> [WORK TASK]: Print, exactly as given, each line of the data from the line containing "with proper operator" up to and including its last line.

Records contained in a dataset
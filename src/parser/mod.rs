//! Parser module for building an Abstract Syntax Tree (AST).
//!
//! This module contains the parser that transforms a stream of tokens
//! into an Abstract Syntax Tree. It uses a Pratt parser for expressions
//! with proper operator precedence and handles:
//!
//! - Declarations (globals, functions, structs)
//! - Statement parsing (assignment, I/O, control flow, calls, returns)
//! - Expression parsing (binary ops, function calls, field access, literals)
//! - Type annotations
//!
//! The parser uses NUD (null denotation) and LED (left denotation) functions
//! for expression parsing with binding power for precedence handling. The
//! first syntax error stops parsing.

pub mod expr;
pub mod lookups;
pub mod parser;
pub mod stmt;
pub mod types;

#[cfg(test)]
mod tests;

> [RESPONSE AREA]:
//! with proper operator precedence and handles:
//!
//! - Declarations (globals, functions, structs)
//! - Statement parsing (assignment, I/O, control flow, calls, returns)
//! - Expression parsing (binary ops, function calls, field access, literals)
//! - Type annotations
//!
//! The parser uses NUD (null denotation) and LED (left denotation) functions
//! for expression parsing with binding power for precedence handling. The
//! first syntax error stops parsing.

pub mod expr;
pub mod lookups;
pub mod parser;
pub mod stmt;
pub mod types;

#[cfg(test)]
mod tests;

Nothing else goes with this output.